We all know that when it comes to the political landscape of the world, Greece is a large reason for the sudden spike in the EUR/USD price and also for the overall price appreciation of other bonds in the U.S. As for now, the Greek debt deal has gone down on paper but may not stay that way in practice.
Now, as soon as Greece agrees to a deal with the Troika, the people of Greece should be able to see some positive changes. In fact, that may actually be the first real positive news in Europe in many years. After all, the politicians all over Europe were getting frustrated and wanting to just tear up the Euro.
However, once the Greeks came to the negotiating table and essentially agreed to the terms of the EU had agreed to, and also agreed to the current bailout package, then they were in a very good position to continue moving forward in negotiations. The new demands were very reasonable and they could have easily met them had they wanted to. Therefore, the EU stepped in and gave the Greeks some ammunition to fight with.
Now, as the deal is becoming more stable, and the EU will continue to back the Greek government, but this time, they will be able to get something for nothing, and the people of Greece will start to see real gains for their economy. At the same time, the credit market will be coming back stronger than ever and the euro will begin to return to its strength.
Indeed, when the Greek government feels like they are in a strong position, they can make their move, and they will eventually succeed in getting their debt lowered. But until that time, the European Union will allow the Greek government to continue to stick its neck out to prove to everyone that they do have the power to make change happen in Europe. Once that is over, the euro will start to grow again.
Of course, the Greeks are not going to stand for the austerity measures and the decrease in taxes imposed by the Troika, so there will be an economic crisis in Greece and then sooner or later, this is going to spill over into other Eurozone countries. Then we will be in trouble because one day, other countries will want to devalue their currency to make things even harder for us. The U.S. and other nations will feel the financial pinch as well, and all of it will slow down the global economy.
One key advantage for us is that we can resume the free flow of capital between the United States and the other countries of the world. But we need to slow down the pace of selling assets, especially to the European countries that are doing so poorly. We need to put some money back in our own pockets.

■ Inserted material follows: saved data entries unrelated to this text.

//! Converter seam between the math pass and a LaTeX backend.

use std::path::PathBuf;

use latex2mathml::{latex_to_mathml, DisplayStyle};

/// How a fragment is laid out in the page.
#[derive(Debug, Clone, Copy, PartialEq, Eq)]
pub enum MathMode {
    /// Display math on its own line (`\[...\]`, `$$...$$`)
    Block,

    /// Math inside running text (`\(...\)`, `$...$`)
    Inline,
}

/// Errors that can occur while rewriting math.
#[derive(Debug, thiserror::Error)]
pub enum MathError {
    #[error("Failed to convert LaTeX `{latex}`: {message}")]
    Convert { latex: String, message: String },

    #[error("Failed to read {path}: {source}")]
    Read {
        path: PathBuf,
        #[source]
        source: std::io::Error,
    },

    #[error("Failed to write {path}: {source}")]
    Write {
        path: PathBuf,
        #[source]
        source: std::io::Error,
    },
}

/// Trait for LaTeX to markup converters.
pub trait MathConverter: Send + Sync {
    /// Converter identifier, used in logs
    fn name(&self) -> &'static str;

    /// Convert a stripped LaTeX body into markup.
    ///
    /// # Arguments
    /// * `latex` - The fragment body, without delimiters and surrounding whitespace
    /// * `mode` - Whether the fragment came from a block or inline delimiter
    fn convert(&self, latex: &str, mode: MathMode) -> Result<String, MathError>;
}

/// Converter backed by the `latex2mathml` crate.
#[derive(Debug, Clone, Copy, Default)]
pub struct Latex2MathmlConverter;

impl Latex2MathmlConverter {
    pub fn new() -> Self {
        Self
    }
}

impl MathConverter for Latex2MathmlConverter {
    fn name(&self) -> &'static str {
        "latex2mathml"
    }

    fn convert(&self, latex: &str, mode: MathMode) -> Result<String, MathError> {
        let style = match mode {
            MathMode::Block => DisplayStyle::Block,
            MathMode::Inline => DisplayStyle::Inline,
        };

        latex_to_mathml(latex, style).map_err(|e| MathError::Convert {
            latex: latex.to_string(),
            message: e.to_string(),
        })
    }
}

#[cfg(test)]
mod tests {
    use super::*;

    #[test]
    fn converts_simple_expression() {
        let mathml = Latex2MathmlConverter::new()
            .convert("E=mc^2", MathMode::Inline)
            .unwrap();

        assert!(mathml.starts_with("<math"));
        assert!(mathml.ends_with("</math>"));
        assert!(mathml.contains("<mi>E</mi>"));
    }

    #[test]
    fn block_mode_marks_display() {
        let mathml = Latex2MathmlConverter::new()
            .convert("x", MathMode::Block)
            .unwrap();

        assert!(mathml.contains("display=\"block\""));
    }
}
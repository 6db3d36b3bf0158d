//! Development server for zbuild sites.
//!
//! Serves the output directory and, when watching, rebuilds the affected step
//! whenever templates, data or static assets change.

pub mod server;
pub mod watcher;

pub use server::{DevServer, DevServerConfig, ServerError};
pub use watcher::{FileWatcher, WatchEvent, WatchRoots};
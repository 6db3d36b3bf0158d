//! Template, static and production builds.

use std::path::PathBuf;

use anyhow::{Context, Result};
use zbuild_site::{BuildMode, SiteBuilder};

use crate::config::ConfigFile;

/// Run a build in the given mode.
pub async fn run(file_config: &ConfigFile, output: Option<PathBuf>, mode: BuildMode) -> Result<()> {
    tracing::info!("Executing build script ({:?})", mode);

    let config = file_config.build_config(output);
    let builder = SiteBuilder::new(config);

    let result = tokio::task::spawn_blocking(move || builder.build(mode))
        .await
        .context("Build task panicked")?
        .with_context(|| format!("{:?} build failed", mode))?;

    tracing::info!(
        "Built {} pages ({} math fragments), {} static files, {} submodules in {}ms",
        result.pages,
        result.math_fragments,
        result.static_files,
        result.submodules,
        result.duration_ms
    );

    tracing::info!("Output: {}", result.output_dir.display());

    Ok(())
}
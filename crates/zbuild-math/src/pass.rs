//! The math substitution pass over rendered HTML.

use std::fs;
use std::path::Path;

use crate::converter::{Latex2MathmlConverter, MathConverter, MathError, MathMode};
use crate::delimiters::Delimiter;

/// Options controlling which delimiters are recognised.
#[derive(Debug, Clone, Copy, Default)]
pub struct MathOptions {
    /// Also convert `$$...$$` and `$...$` fragments
    pub dollar_delimiters: bool,
}

/// Result of rewriting a piece of HTML.
#[derive(Debug, Clone, PartialEq, Eq)]
pub struct Rewrite {
    /// Rewritten HTML
    pub html: String,

    /// Number of fragments replaced
    pub fragments: usize,
}

/// Rewrites math fragments in HTML using a [`MathConverter`].
pub struct MathPass {
    converter: Box<dyn MathConverter>,
    options: MathOptions,
}

impl MathPass {
    /// Create a pass backed by `latex2mathml`.
    pub fn new(options: MathOptions) -> Self {
        Self::with_converter(Latex2MathmlConverter::new(), options)
    }

    /// Create a pass with a custom converter.
    pub fn with_converter(converter: impl MathConverter + 'static, options: MathOptions) -> Self {
        Self {
            converter: Box::new(converter),
            options,
        }
    }

    /// Delimiters in the order their sweeps run: block styles before inline styles.
    pub fn delimiters(&self) -> Vec<Delimiter> {
        if self.options.dollar_delimiters {
            vec![
                Delimiter::DoubleDollar,
                Delimiter::Brackets,
                Delimiter::Dollar,
                Delimiter::Parens,
            ]
        } else {
            vec![Delimiter::Brackets, Delimiter::Parens]
        }
    }

    /// Rewrite every math fragment in `html`.
    ///
    /// Each delimiter gets one left-to-right sweep over the output of the previous
    /// one. The first converter error aborts the whole rewrite.
    pub fn rewrite(&self, html: &str) -> Result<Rewrite, MathError> {
        let mut current = html.to_string();
        let mut fragments = 0;

        for delimiter in self.delimiters() {
            let (next, count) = self.sweep(&current, delimiter)?;
            current = next;
            fragments += count;
        }

        Ok(Rewrite {
            html: current,
            fragments,
        })
    }

    /// Rewrite an HTML file in place. The file is only written when something changed.
    ///
    /// Returns the number of fragments replaced.
    pub fn apply_to_file(&self, path: &Path) -> Result<usize, MathError> {
        let html = fs::read_to_string(path).map_err(|source| MathError::Read {
            path: path.to_path_buf(),
            source,
        })?;

        let rewrite = self.rewrite(&html)?;

        if rewrite.fragments > 0 {
            fs::write(path, &rewrite.html).map_err(|source| MathError::Write {
                path: path.to_path_buf(),
                source,
            })?;
            tracing::debug!(
                "Converted {} math fragments in {} with {}",
                rewrite.fragments,
                path.display(),
                self.converter.name()
            );
        }

        Ok(rewrite.fragments)
    }

    fn sweep(&self, text: &str, delimiter: Delimiter) -> Result<(String, usize), MathError> {
        let spans = delimiter.find_spans(text);
        if spans.is_empty() {
            return Ok((text.to_string(), 0));
        }

        let mode = delimiter.mode();
        let mut out = String::with_capacity(text.len());
        let mut last = 0;

        for span in &spans {
            out.push_str(&text[last..span.outer.start]);

            let markup = self
                .converter
                .convert(text[span.body.clone()].trim(), mode)?;

            match mode {
                MathMode::Block => {
                    out.push_str("<div class=\"math-block\">");
                    out.push_str(&markup);
                    out.push_str("</div>");
                }
                MathMode::Inline => out.push_str(&markup),
            }

            last = span.outer.end;
        }

        out.push_str(&text[last..]);

        Ok((out, spans.len()))
    }
}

Also, we need to get out of the stock market, which is currently trading at record highs, and look for any stock we can sell off and buy a lower priced bond. We can even sell the stock market, but when we go to sell it, we need to look at selling assets that are actually under value. We need to get those assets priced back up.
Indeed, we have been overvalued for years and now it is time to overvalue the U.S. dollar, which is exactly what the Troika is doing with the European debt talks. Yes, they can win the battle in the short run, but they will lose the war in the long run.
The good news is that in order to win this war, we need to be patient. Right now, you cannot buy a home, you cannot buy a car, you cannot go on a vacation, you cannot shop for groceries, and you cannot even get your mail delivered to your house. But in the long run, if you just wait a few more months and keep buying and selling assets like stocks, you will be able to turn the tide.
We will not lose the war in the short run, but the Euro will certainly lose ground and that is why you need to be wise about what you invest in. The main thing is to avoid areas that have the most liquid assets, and to avoid those that have lots of debt. new debt.
Watch for signs like; looming inflation, weak growth, rising unemployment, weak bank credit. ratings, and a decline in earnings. All of this is telling you to stay away from the crisis areas. You should buy up assets.